For the week of 9/24-9/28, October 2018 prices closed at $3.021/MMBtu, while November 2018 prices traded in a range from $2.980/MMBtu to $3.058/MMBtu. Prices started the week strong for the November ’18 contract, above $3/MMBtu, only to fall to the weekly low on Wednesday at $2.98. The storage report release last week sent prices back up on Thursday to $3.056, but they could not hold and fell back to $3.008 on Friday.

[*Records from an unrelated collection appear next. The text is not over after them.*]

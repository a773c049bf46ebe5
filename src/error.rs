#[derive(thiserror::Error, Debug)]
pub enum VoucherError {
    #[error("Payee is not set")]
    MissingPayee,
    #[error("Member id is not set")]
    MissingMember,
    #[error("Branch is not set")]
    MissingBranch,
    #[error("Voucher kind is not set")]
    MissingKind,
    #[error("Amount is set to zero")]
    ZeroAmount,
    #[error("Voucher date is not set")]
    MissingDate,
}

#[derive(thiserror::Error, Debug)]
pub enum LifecycleError {
    #[error("Voucher '{0}' was not found")]
    NotFound(String),
    #[error("Voucher has already been released")]
    AlreadyReleased,
    #[error("Voucher numbering settings have not been configured")]
    SettingsNotConfigured,
}
//! Service layer API for voucher workflow operations
use super::context::VoucherContext;
use super::error::LifecycleError;
use super::lifecycle::LifecycleState;
use super::settings::VoucherSettings;
use super::utils::new_bech32_id;
use super::voucher::{TimeStamp, VoucherDetails};
use sled::Batch;
use std::sync::Arc;

// Fixed key the settings record lives under; voucher ids and details hashes
// never collide with it because they carry a bech32 hrp or are hex.
const SETTINGS_KEY: &[u8] = b"voucher_settings";

pub struct VoucherService {
    instance: Arc<sled::Db>,
}

impl VoucherService {
    pub fn new(instance: Arc<sled::Db>) -> Self {
        Self { instance }
    }

    /// Persist the numbering settings record.
    pub fn configure(&self, settings: &VoucherSettings) -> anyhow::Result<()> {
        self.instance
            .insert(SETTINGS_KEY, minicbor::to_vec(settings)?)?;
        Ok(())
    }

    /// Load the numbering settings record, `None` when never configured.
    pub fn settings(&self) -> anyhow::Result<Option<VoucherSettings>> {
        match self.instance.get(SETTINGS_KEY)? {
            Some(bytes) => Ok(Some(minicbor::decode(&bytes)?)),
            None => Ok(None),
        }
    }

    /// Load voucher context from database
    fn load_voucher_context(&self, voucher_id: &str) -> anyhow::Result<VoucherContext> {
        VoucherContext::load_from_db(&self.instance, voucher_id)
    }

    /// Load finalised voucher details by their content hash
    pub fn load_details(&self, details_hash: &str) -> anyhow::Result<VoucherDetails> {
        let bytes = self
            .instance
            .get(details_hash.as_bytes())?
            .ok_or_else(|| LifecycleError::NotFound(details_hash.to_owned()))?;

        Ok(minicbor::decode(&bytes)?)
    }

    /// Issue a new voucher: validate the details, assign the next OR number
    /// from the active numbering group and advance that group's counter.
    ///
    /// Details, context and the bumped settings record are written in one
    /// sled batch so the counter can never advance without the voucher that
    /// consumed it landing too.
    pub fn issue_voucher(&self, details: VoucherDetails) -> anyhow::Result<VoucherContext> {
        // Validate and serialize voucher details
        let (details_hash, details_cbor) = details.validate_and_finalise()?;

        let mut settings = self
            .settings()?
            .ok_or(LifecycleError::SettingsNotConfigured)?;

        let or_number = settings.build_voucher_number();
        settings.active_mut().counter += 1;

        let voucher_id = new_bech32_id("vchr_")?;
        let voucher_context = VoucherContext::new(voucher_id, details_hash.clone(), or_number);

        let mut batch = Batch::default();
        batch.insert(details_hash.as_bytes(), details_cbor);
        batch.insert(
            voucher_context.voucher_id.as_bytes(),
            minicbor::to_vec(&voucher_context)?,
        );
        batch.insert(SETTINGS_KEY, minicbor::to_vec(&settings)?);
        self.instance.apply_batch(batch)?;

        Ok(voucher_context)
    }

    /// Record the printed milestone
    pub fn print_voucher(&self, voucher_id: &str) -> anyhow::Result<VoucherContext> {
        let mut voucher_context = self.load_voucher_context(voucher_id)?;

        if voucher_context.current_state() == LifecycleState::Released {
            return Err(LifecycleError::AlreadyReleased.into());
        }

        voucher_context.dates.printed_at = Some(TimeStamp::new());
        voucher_context.save_to_db(&self.instance)?;

        Ok(voucher_context)
    }

    /// Record the approved milestone
    pub fn approve_voucher(&self, voucher_id: &str) -> anyhow::Result<VoucherContext> {
        let mut voucher_context = self.load_voucher_context(voucher_id)?;

        if voucher_context.current_state() == LifecycleState::Released {
            return Err(LifecycleError::AlreadyReleased.into());
        }

        voucher_context.dates.approved_at = Some(TimeStamp::new());
        voucher_context.save_to_db(&self.instance)?;

        Ok(voucher_context)
    }

    /// Record the released milestone, finalising the voucher
    pub fn release_voucher(&self, voucher_id: &str) -> anyhow::Result<VoucherContext> {
        let mut voucher_context = self.load_voucher_context(voucher_id)?;

        if voucher_context.current_state() == LifecycleState::Released {
            return Err(LifecycleError::AlreadyReleased.into());
        }

        voucher_context.dates.released_at = Some(TimeStamp::new());
        voucher_context.save_to_db(&self.instance)?;

        Ok(voucher_context)
    }
}
//! Voucher numbering and approval lifecycle for a cooperative back office.
//!
//! The crate covers the official-receipt (OR) numbering policy (a general
//! and a loan-specific numbering group, exactly one active per settings
//! record), the printed/approved/released lifecycle derived from milestone
//! timestamps, and a sled-backed service that issues and advances vouchers.

pub mod context;
pub mod error;
pub mod lifecycle;
pub mod numbering;
pub mod service;
pub mod settings;
pub mod utils;
pub mod voucher;
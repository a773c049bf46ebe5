//! Utility functions for id minting

use bech32::Bech32m;
use uuid7::uuid7;

// construct a unique id from a fresh uuid7 then encode using bech32
pub fn new_bech32_id(hrp: &str) -> anyhow::Result<String> {
    let hrp = bech32::Hrp::parse(hrp)?;
    let encode = bech32::encode::<Bech32m>(hrp, uuid7().as_bytes())?;
    Ok(encode)
}
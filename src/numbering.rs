//! Official receipt (OR) number formatting

/// Render `counter` in base 10, left-padded with `'0'` until the numeric
/// portion is `padding` characters wide, then prepend `prefix`.
///
/// A counter whose decimal length already meets or exceeds `padding` is kept
/// whole, never truncated. Negative counters and widths are unrepresentable
/// in the parameter types, so the function is total.
pub fn format_or(counter: u64, padding: usize, prefix: &str) -> String {
    format!("{}{:0width$}", prefix, counter, width = padding)
}
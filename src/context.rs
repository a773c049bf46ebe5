//! Persisted voucher context: identity, OR number and milestone dates
use super::error::LifecycleError;
use super::lifecycle::{LifecycleDates, LifecycleState};

#[derive(Debug, PartialEq, Eq, minicbor::Encode, minicbor::Decode, Clone)]
pub struct VoucherContext {
    #[n(0)]
    pub voucher_id: String, // uuid7, bech32 encoded
    #[n(1)]
    pub details_hash: String, // hash of a voucher-details object
    #[n(2)]
    pub or_number: String,
    #[n(3)]
    pub dates: LifecycleDates,
}

impl VoucherContext {
    pub fn new(voucher_id: String, details_hash: String, or_number: String) -> Self {
        Self {
            voucher_id,
            details_hash,
            or_number,
            dates: LifecycleDates::default(),
        }
    }

    /// Derived state, recomputed from the milestone dates on every call.
    pub fn current_state(&self) -> LifecycleState {
        self.dates.resolve()
    }

    pub fn load_from_db(db: &sled::Db, voucher_id: &str) -> anyhow::Result<Self> {
        let bytes = db
            .get(voucher_id.as_bytes())?
            .ok_or_else(|| LifecycleError::NotFound(voucher_id.to_owned()))?;

        Ok(minicbor::decode(&bytes)?)
    }

    pub fn save_to_db(&self, db: &sled::Db) -> anyhow::Result<()> {
        db.insert(self.voucher_id.as_bytes(), minicbor::to_vec(self)?)?;
        Ok(())
    }
}

#[cfg(test)]
mod tests {
    use super::*;
    use crate::voucher::TimeStamp;

    #[test]
    fn new_context_starts_as_draft() {
        let ctx = VoucherContext::new("vchr_1abc".into(), "deadbeef".into(), "GEN-00012".into());
        assert_eq!(ctx.current_state(), LifecycleState::Draft);
    }

    #[test]
    fn context_encoding_roundtrip() {
        let mut ctx =
            VoucherContext::new("vchr_1abc".into(), "deadbeef".into(), "GEN-00012".into());
        ctx.dates.printed_at = Some(TimeStamp::new());

        let encoded = minicbor::to_vec(&ctx).unwrap();
        let decoded: VoucherContext = minicbor::decode(&encoded).unwrap();

        assert_eq!(ctx, decoded);
        assert_eq!(decoded.current_state(), LifecycleState::Printed);
    }
}
//! Milestone timestamps and the derived lifecycle state
use super::voucher::TimeStamp;
use chrono::Utc;
use std::fmt;

/// Optional milestone timestamps of a voucher. Nothing enforces that earlier
/// milestones exist when a later one is set; [`LifecycleDates::resolve`]
/// tolerates out-of-order data and the service layer guards only against
/// writes after release.
#[derive(minicbor::Encode, minicbor::Decode, Debug, Default, Clone, PartialEq, Eq)]
pub struct LifecycleDates {
    #[n(0)]
    pub printed_at: Option<TimeStamp<Utc>>,
    #[n(1)]
    pub approved_at: Option<TimeStamp<Utc>>,
    #[n(2)]
    pub released_at: Option<TimeStamp<Utc>>,
}

/// Derived state of a voucher, always recomputed from [`LifecycleDates`] and
/// never stored on its own.
#[derive(Debug, Clone, Copy, PartialEq, Eq)]
pub enum LifecycleState {
    Draft,
    Printed,
    Approved,
    Released,
}

impl LifecycleDates {
    /// Fixed priority order, first match wins: released, then approved, then
    /// printed, else draft.
    pub fn resolve(&self) -> LifecycleState {
        if self.released_at.is_some() {
            LifecycleState::Released
        } else if self.approved_at.is_some() {
            LifecycleState::Approved
        } else if self.printed_at.is_some() {
            LifecycleState::Printed
        } else {
            LifecycleState::Draft
        }
    }
}

impl fmt::Display for LifecycleState {
    fn fmt(&self, f: &mut fmt::Formatter<'_>) -> fmt::Result {
        let name = match self {
            LifecycleState::Draft => "draft",
            LifecycleState::Printed => "printed",
            LifecycleState::Approved => "approved",
            LifecycleState::Released => "released",
        };
        f.write_str(name)
    }
}

#[cfg(test)]
mod tests {
    use super::*;

    #[test]
    fn empty_dates_resolve_to_draft() {
        assert_eq!(LifecycleDates::default().resolve(), LifecycleState::Draft);
    }

    #[test]
    fn released_wins_even_without_earlier_milestones() {
        let dates = LifecycleDates {
            released_at: Some(TimeStamp::new_with(2024, 1, 1, 0, 0, 0)),
            ..Default::default()
        };
        assert_eq!(dates.resolve(), LifecycleState::Released);
    }

    #[test]
    fn approved_outranks_printed() {
        let dates = LifecycleDates {
            printed_at: Some(TimeStamp::new_with(2024, 1, 1, 8, 0, 0)),
            approved_at: Some(TimeStamp::new_with(2024, 1, 1, 9, 0, 0)),
            ..Default::default()
        };
        assert_eq!(dates.resolve(), LifecycleState::Approved);
    }

    #[test]
    fn printed_alone_is_printed() {
        let dates = LifecycleDates {
            printed_at: Some(TimeStamp::new_with(2024, 1, 1, 8, 0, 0)),
            ..Default::default()
        };
        assert_eq!(dates.resolve(), LifecycleState::Printed);
    }

    #[test]
    fn state_names_match_back_office_labels() {
        assert_eq!(LifecycleState::Draft.to_string(), "draft");
        assert_eq!(LifecycleState::Released.to_string(), "released");
    }
}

As another week of the injection season comes and goes, the market is left with the same storage question that has been present for some time now: Will there be enough inventory for the winter? Prices have increased drastically over the last week, with the November ‘18 contract trading at $3.171 at the time of writing, up nearly $0.12/MMBtu since this time last week. This price climb signals that the market has concern for the inventory levels and the different what-if weather scenarios winter can bring.
See the chart below for projections of the end-of-season storage inventories as of Nov. 1, the end of the injection season.
This Week in Fundamentals
The summary below is based on PointLogic’s flow data and DI analysis for the week ending October 4, 2018.
- Dry gas production decreased 0.505 Bcf/d, with total dry production averaging 84.04 Bcf/d. The primary decreasing region is the Northeast (-0.45 Bcf/d). There was also significant movement in the Rockies (-0.27 Bcf/d) and the Southeast (+0.30 Bcf/d).
- Canadian Imports are up 0.30 Bcf/d week-over-week, bringing Canadian Imports to 5.12 Bcf/d.
- Domestic natural gas demand increased 0.71 Bcf/d week-over-week. This increase can be attributed to an increase in power burn (+1.24 Bcf/d) with a slight offset in ResCom (-0.48 Bcf/d). Total domestic demand increased to 61.43 Bcf/d for the week.
- LNG exports were up 0.02 Bcf/d week-over-week, while Mexican Exports were also up 0.02 Bcf/d.
Total supply is down 0.21 Bcf/d, while total demand is up 0.78 Bcf/d week-over-week. With the decrease in supply and the increase in demand, expect EIA to report a weaker injection next week. The ICE Financial Weekly Index report is currently expecting an injection of 90 Bcf for next week. Last year’s injection for the same week was 87 Bcf, while the 5-year average is 92 Bcf.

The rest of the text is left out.